Restwert

Bei einem Restwert handelt es sich um die Differenz von Anschaffungswert und den Abschreibungen, die bislang vorgenommen worden sind. Bei einer Investitionsrechnung wird der Verkaufserlös von Analgen als der Restwert bezeichnet. Aber auch im Leasinggeschäft gibt es den Restwert. Dieser wird ermittelt, wenn der Leasingvertrag, beispielsweise für ein PKW, ausläuft und dem Leasingnehmer angeboten wird, den PKW zum Restwert zu kaufen.
Bei Leasing-Verträgen ist der Restwert eine Größe, welche zur Ermittlung von Leasingzahlungen benötigt wird. Es ist ein Betrag, für welchen ein Leasingnehmer keine Zahlungen während der vereinbarten Laufzeit vornehmen muss.

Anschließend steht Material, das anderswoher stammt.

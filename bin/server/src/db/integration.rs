//! PostgreSQL store for integration configs and tenant connections.

use async_trait::async_trait;
use chrono::{DateTime, Utc};
use easemail_core::{ConnectionId, IntegrationId, TenantId};
use easemail_integration::error::StoreError;
use easemail_integration::model::ConnectionStatus;
use easemail_integration::{
    Connection, IntegrationConfig, IntegrationMode, IntegrationStore, TenantSnapshot,
};
use rootcause::prelude::Report;
use sqlx::{FromRow, PgPool};
use std::str::FromStr;
use tokio_util::sync::CancellationToken;

const CONNECTION_COLUMNS: &str = r#"
    id, tenant_id, integration_id, name, account_email,
    credentials_encrypted, access_token_encrypted, refresh_token_encrypted,
    token_expires_at, status, last_error, last_used_at, is_active,
    created_at, updated_at
"#;

/// Row type for platform config queries.
#[derive(FromRow)]
struct IntegrationConfigRow {
    integration_id: String,
    mode: String,
    credentials_encrypted: Option<String>,
    markup_percent: f64,
    is_active: bool,
    setup_instructions: Option<String>,
    updated_at: DateTime<Utc>,
}

impl IntegrationConfigRow {
    fn try_into_config(self) -> Result<IntegrationConfig, Report<StoreError>> {
        let integration_id = IntegrationId::parse(&self.integration_id).map_err(invalid_row)?;
        Ok(IntegrationConfig {
            integration_id,
            mode: IntegrationMode::from_str_value(&self.mode),
            credentials_encrypted: self.credentials_encrypted,
            markup_percent: self.markup_percent,
            is_active: self.is_active,
            setup_instructions: self.setup_instructions,
            updated_at: self.updated_at,
        })
    }
}

/// Row type for connection queries.
#[derive(FromRow)]
struct ConnectionRow {
    id: String,
    tenant_id: String,
    integration_id: String,
    name: String,
    account_email: Option<String>,
    credentials_encrypted: Option<String>,
    access_token_encrypted: Option<String>,
    refresh_token_encrypted: Option<String>,
    token_expires_at: Option<DateTime<Utc>>,
    status: String,
    last_error: Option<String>,
    last_used_at: Option<DateTime<Utc>>,
    is_active: bool,
    created_at: DateTime<Utc>,
    updated_at: DateTime<Utc>,
}

impl ConnectionRow {
    fn try_into_connection(self) -> Result<Connection, Report<StoreError>> {
        Ok(Connection {
            id: ConnectionId::from_str(&self.id).map_err(invalid_row)?,
            tenant_id: TenantId::parse(&self.tenant_id).map_err(invalid_row)?,
            integration_id: IntegrationId::parse(&self.integration_id).map_err(invalid_row)?,
            name: self.name,
            account_email: self.account_email,
            credentials_encrypted: self.credentials_encrypted,
            access_token_encrypted: self.access_token_encrypted,
            refresh_token_encrypted: self.refresh_token_encrypted,
            token_expires_at: self.token_expires_at,
            status: ConnectionStatus::from_str_value(&self.status),
            last_error: self.last_error,
            last_used_at: self.last_used_at,
            is_active: self.is_active,
            created_at: self.created_at,
            updated_at: self.updated_at,
        })
    }
}

fn query_failed(e: sqlx::Error) -> Report<StoreError> {
    StoreError::QueryFailed {
        details: e.to_string(),
    }
    .into()
}

fn invalid_row(e: impl std::fmt::Display) -> Report<StoreError> {
    StoreError::InvalidRow {
        details: e.to_string(),
    }
    .into()
}

/// [`IntegrationStore`] backed by PostgreSQL.
#[derive(Clone)]
pub struct PgIntegrationStore {
    pool: PgPool,
}

impl PgIntegrationStore {
    /// Creates a new store.
    pub fn new(pool: PgPool) -> Self {
        Self { pool }
    }
}

#[async_trait]
impl IntegrationStore for PgIntegrationStore {
    async fn find_config(
        &self,
        integration_id: &IntegrationId,
    ) -> Result<Option<IntegrationConfig>, Report<StoreError>> {
        let row: Option<IntegrationConfigRow> = sqlx::query_as(
            r#"
            SELECT integration_id, mode, credentials_encrypted, markup_percent,
                   is_active, setup_instructions, updated_at
            FROM integration_configs
            WHERE integration_id = $1
            "#,
        )
        .bind(integration_id.as_str())
        .fetch_optional(&self.pool)
        .await
        .map_err(query_failed)?;

        row.map(IntegrationConfigRow::try_into_config).transpose()
    }

    async fn list_configs(&self) -> Result<Vec<IntegrationConfig>, Report<StoreError>> {
        let rows: Vec<IntegrationConfigRow> = sqlx::query_as(
            r#"
            SELECT integration_id, mode, credentials_encrypted, markup_percent,
                   is_active, setup_instructions, updated_at
            FROM integration_configs
            ORDER BY integration_id ASC
            "#,
        )
        .fetch_all(&self.pool)
        .await
        .map_err(query_failed)?;

        rows.into_iter()
            .map(IntegrationConfigRow::try_into_config)
            .collect()
    }

    async fn upsert_config(&self, config: &IntegrationConfig) -> Result<(), Report<StoreError>> {
        sqlx::query(
            r#"
            INSERT INTO integration_configs
                (integration_id, mode, credentials_encrypted, markup_percent,
                 is_active, setup_instructions, updated_at)
            VALUES ($1, $2, $3, $4, $5, $6, $7)
            ON CONFLICT (integration_id)
            DO UPDATE SET mode = $2, credentials_encrypted = $3, markup_percent = $4,
                          is_active = $5, setup_instructions = $6, updated_at = $7
            "#,
        )
        .bind(config.integration_id.as_str())
        .bind(config.mode.as_str())
        .bind(&config.credentials_encrypted)
        .bind(config.markup_percent)
        .bind(config.is_active)
        .bind(&config.setup_instructions)
        .bind(config.updated_at)
        .execute(&self.pool)
        .await
        .map_err(query_failed)?;

        Ok(())
    }

    async fn list_active_connections(
        &self,
        tenant_id: &TenantId,
        integration_id: Option<&IntegrationId>,
    ) -> Result<Vec<Connection>, Report<StoreError>> {
        let sql = format!(
            r#"
            SELECT {CONNECTION_COLUMNS}
            FROM integration_connections
            WHERE tenant_id = $1 AND is_active
              AND ($2::TEXT IS NULL OR integration_id = $2)
            ORDER BY created_at ASC
            "#
        );
        let rows: Vec<ConnectionRow> = sqlx::query_as(&sql)
            .bind(tenant_id.as_str())
            .bind(integration_id.map(IntegrationId::as_str))
            .fetch_all(&self.pool)
            .await
            .map_err(query_failed)?;

        rows.into_iter()
            .map(ConnectionRow::try_into_connection)
            .collect()
    }

    async fn find_connection(
        &self,
        id: ConnectionId,
    ) -> Result<Option<Connection>, Report<StoreError>> {
        let sql = format!(
            r#"
            SELECT {CONNECTION_COLUMNS}
            FROM integration_connections
            WHERE id = $1
            "#
        );
        let row: Option<ConnectionRow> = sqlx::query_as(&sql)
            .bind(id.to_string())
            .fetch_optional(&self.pool)
            .await
            .map_err(query_failed)?;

        row.map(ConnectionRow::try_into_connection).transpose()
    }

    async fn insert_connection(&self, connection: &Connection) -> Result<(), Report<StoreError>> {
        sqlx::query(
            r#"
            INSERT INTO integration_connections
                (id, tenant_id, integration_id, name, account_email,
                 credentials_encrypted, access_token_encrypted, refresh_token_encrypted,
                 token_expires_at, status, last_error, last_used_at, is_active,
                 created_at, updated_at)
            VALUES ($1, $2, $3, $4, $5, $6, $7, $8, $9, $10, $11, $12, $13, $14, $15)
            "#,
        )
        .bind(connection.id.to_string())
        .bind(connection.tenant_id.as_str())
        .bind(connection.integration_id.as_str())
        .bind(&connection.name)
        .bind(&connection.account_email)
        .bind(&connection.credentials_encrypted)
        .bind(&connection.access_token_encrypted)
        .bind(&connection.refresh_token_encrypted)
        .bind(connection.token_expires_at)
        .bind(connection.status.as_str())
        .bind(&connection.last_error)
        .bind(connection.last_used_at)
        .bind(connection.is_active)
        .bind(connection.created_at)
        .bind(connection.updated_at)
        .execute(&self.pool)
        .await
        .map_err(query_failed)?;

        Ok(())
    }

    async fn update_connection(&self, connection: &Connection) -> Result<(), Report<StoreError>> {
        let result = sqlx::query(
            r#"
            UPDATE integration_connections
            SET name = $2, account_email = $3, credentials_encrypted = $4,
                access_token_encrypted = $5, refresh_token_encrypted = $6,
                token_expires_at = $7, status = $8, last_error = $9,
                is_active = $10, updated_at = $11
            WHERE id = $1
            "#,
        )
        .bind(connection.id.to_string())
        .bind(&connection.name)
        .bind(&connection.account_email)
        .bind(&connection.credentials_encrypted)
        .bind(&connection.access_token_encrypted)
        .bind(&connection.refresh_token_encrypted)
        .bind(connection.token_expires_at)
        .bind(connection.status.as_str())
        .bind(&connection.last_error)
        .bind(connection.is_active)
        .bind(connection.updated_at)
        .execute(&self.pool)
        .await
        .map_err(query_failed)?;

        if result.rows_affected() == 0 {
            return Err(StoreError::QueryFailed {
                details: format!("connection {} does not exist", connection.id),
            }
            .into());
        }
        Ok(())
    }

    async fn touch_last_used(
        &self,
        id: ConnectionId,
        at: DateTime<Utc>,
    ) -> Result<(), Report<StoreError>> {
        // last_used_at is advisory: concurrent touches are last-write-wins.
        sqlx::query(
            r#"
            UPDATE integration_connections
            SET last_used_at = $2
            WHERE id = $1
            "#,
        )
        .bind(id.to_string())
        .bind(at)
        .execute(&self.pool)
        .await
        .map_err(query_failed)?;

        Ok(())
    }

    async fn tenant_snapshot(
        &self,
        tenant_id: &TenantId,
        cancel: CancellationToken,
    ) -> Result<TenantSnapshot, Report<StoreError>> {
        let read = async {
            let configs = self.list_configs().await?;
            let connections = self.list_active_connections(tenant_id, None).await?;
            Ok::<_, Report<StoreError>>(TenantSnapshot {
                configs,
                connections,
            })
        };

        // Dropping the read future aborts the in-flight query.
        tokio::select! {
            () = cancel.cancelled() => {
                tracing::debug!(tenant_id = %tenant_id, "tenant snapshot cancelled");
                Err(StoreError::Cancelled.into())
            }
            result = read => result,
        }
    }
}
#[cfg(test)]
mod tests {
    use super::*;
    use crate::catalog::{HttpMethod, RestTool};
    use std::sync::atomic::{AtomicUsize, Ordering};

    struct FakeIntegration {
        definition: IntegrationDefinition,
        configured: bool,
        fail_init: bool,
        init_calls: AtomicUsize,
    }

    impl FakeIntegration {
        fn new(id: &'static str, category: Category, tool: &'static str) -> Self {
            Self {
                definition: IntegrationDefinition::new(id, id, category)
                    .with_tool(RestTool::new(tool, "test tool", HttpMethod::Get, "/x")),
                configured: true,
                fail_init: false,
                init_calls: AtomicUsize::new(0),
            }
        }
    }

    #[async_trait]
    impl Integration for FakeIntegration {
        fn id(&self) -> &IntegrationId {
            &self.definition.id
        }

        fn definition(&self) -> &IntegrationDefinition {
            &self.definition
        }

        fn tools(&self) -> Vec<ToolDefinition> {
            self.definition
                .tools
                .iter()
                .map(|t| ToolDefinition {
                    name: t.name.to_string(),
                    description: t.description.to_string(),
                    integration_id: self.definition.id.clone(),
                    category: self.definition.category,
                    input_schema: t.input_schema.clone(),
                })
                .collect()
        }

        fn is_configured(&self) -> bool {
            self.configured
        }

        async fn initialize(&self) -> Result<(), Report<RegistryError>> {
            self.init_calls.fetch_add(1, Ordering::SeqCst);
            if self.fail_init {
                return Err(RegistryError::InitializationFailed {
                    integration_id: self.definition.id.clone(),
                    reason: "boom".to_string(),
                }
                .into());
            }
            Ok(())
        }

        async fn execute(
            &self,
            _tool: &str,
            parameters: JsonValue,
            _credentials: &CredentialMap,
        ) -> Result<ToolResult, Report<ToolError>> {
            Ok(ToolResult::success(parameters))
        }
    }

    #[tokio::test]
    async fn initialize_all_runs_once() {
        let stripe = Arc::new(FakeIntegration::new("stripe", Category::Payments, "stripe_x"));
        let openai = Arc::new(FakeIntegration::new("openai", Category::Ai, "openai_x"));
        let mut registry = IntegrationRegistry::new();
        registry.register(stripe.clone()).expect("register");
        registry.register(openai.clone()).expect("register");

        assert!(!registry.is_initialized());
        let first = registry.initialize_all().await.clone();
        let second = registry.initialize_all().await.clone();

        assert!(registry.is_initialized());
        assert_eq!(first.initialized, second.initialized);
        assert_eq!(first.initialized.len(), 2);
        assert_eq!(stripe.init_calls.load(Ordering::SeqCst), 1);
        assert_eq!(openai.init_calls.load(Ordering::SeqCst), 1);
        assert_eq!(registry.len(), 2);
    }

    #[tokio::test]
    async fn failing_initializer_does_not_abort_others() {
        let mut broken = FakeIntegration::new("vapi", Category::Voice, "vapi_x");
        broken.fail_init = true;
        let mut registry = IntegrationRegistry::new();
        registry.register(Arc::new(broken)).expect("register");
        registry
            .register(Arc::new(FakeIntegration::new("resend", Category::Email, "resend_x")))
            .expect("register");

        let report = registry.initialize_all().await;
        assert_eq!(report.failed, vec![IntegrationId::from_static("vapi")]);
        assert_eq!(report.initialized, vec![IntegrationId::from_static("resend")]);
        assert!(registry.get_tool("vapi_x").is_none());
        assert!(registry.get_tool("resend_x").is_some());
    }

    #[tokio::test]
    async fn unconfigured_integrations_contribute_no_tools() {
        let mut idle = FakeIntegration::new("teams", Category::Communication, "teams_x");
        idle.configured = false;
        let idle = Arc::new(idle);
        let mut registry = IntegrationRegistry::new();
        registry.register(idle.clone()).expect("register");
        registry
            .register(Arc::new(FakeIntegration::new("calcom", Category::Calendar, "calcom_x")))
            .expect("register");

        let report = registry.initialize_all().await;
        assert_eq!(report.skipped, vec![IntegrationId::from_static("teams")]);
        assert_eq!(idle.init_calls.load(Ordering::SeqCst), 0);

        let tools: Vec<_> = registry.get_all_tools().into_iter().map(|t| t.name).collect();
        assert_eq!(tools, vec!["calcom_x"]);
        assert!(registry.get_tool("teams_x").is_none());
        assert!(registry.get(&IntegrationId::from_static("teams")).is_some());
        assert_eq!(registry.get_configured().len(), 1);
    }

    #[test]
    fn duplicate_id_is_rejected() {
        let mut registry = IntegrationRegistry::new();
        registry
            .register(Arc::new(FakeIntegration::new("stripe", Category::Payments, "a")))
            .expect("register");
        let err = registry
            .register(Arc::new(FakeIntegration::new("stripe", Category::Payments, "b")))
            .unwrap_err();
        assert!(err.to_string().contains("already registered"));
        assert!(registry.get_tool("b").is_none());
        assert_eq!(registry.len(), 1);
    }

    #[test]
    fn duplicate_tool_is_rejected() {
        let mut registry = IntegrationRegistry::new();
        registry
            .register(Arc::new(FakeIntegration::new("msgraph", Category::Email, "list")))
            .expect("register");
        assert!(registry
            .register(Arc::new(FakeIntegration::new("google", Category::Email, "list")))
            .is_err());
        assert!(registry.get(&IntegrationId::from_static("google")).is_none());
    }

    #[test]
    fn lookup_by_category() {
        let mut registry = IntegrationRegistry::new();
        registry
            .register(Arc::new(FakeIntegration::new("openai", Category::Ai, "o")))
            .expect("register");
        registry
            .register(Arc::new(FakeIntegration::new("anthropic", Category::Ai, "a")))
            .expect("register");
        registry
            .register(Arc::new(FakeIntegration::new("stripe", Category::Payments, "s")))
            .expect("register");
        assert_eq!(registry.get_by_category(Category::Ai).len(), 2);
        assert!(registry.get_by_category(Category::Legal).is_empty());
    }
}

Werden Leasingverträge mit einem Restwert abgeschlossen, nennt man dies auch Teilamortisations-Verträge. Es ergibt sich daraus: Je höher ein Restwert veranschlagt wird, desto niedriger sind auch die Leasingzahlungen, die vorgenommen werden müssen. Damit der Leasingnehmer keine Nachteile erlangt, soll sich der Restwert an dem Restbuchwert und dem Marktwert, der am Ende der Vertragslaufzeit zu erwarten ist. Der Leasingnehmer haftete der Leasinggesellschaft gegenüber für den errechneten Restwert. Der Restwert bildet die Grundlage für einen Abschluss-Leasing-Vertrag. Die Grundlage für den Verkauf eines Leasingobjektes zum Ende der Vertragslaufzeit bildet der Marktwert. Das Leasingobjekt kann entsprechend an Dritte oder auch den Leasingnehmer verkauft werden.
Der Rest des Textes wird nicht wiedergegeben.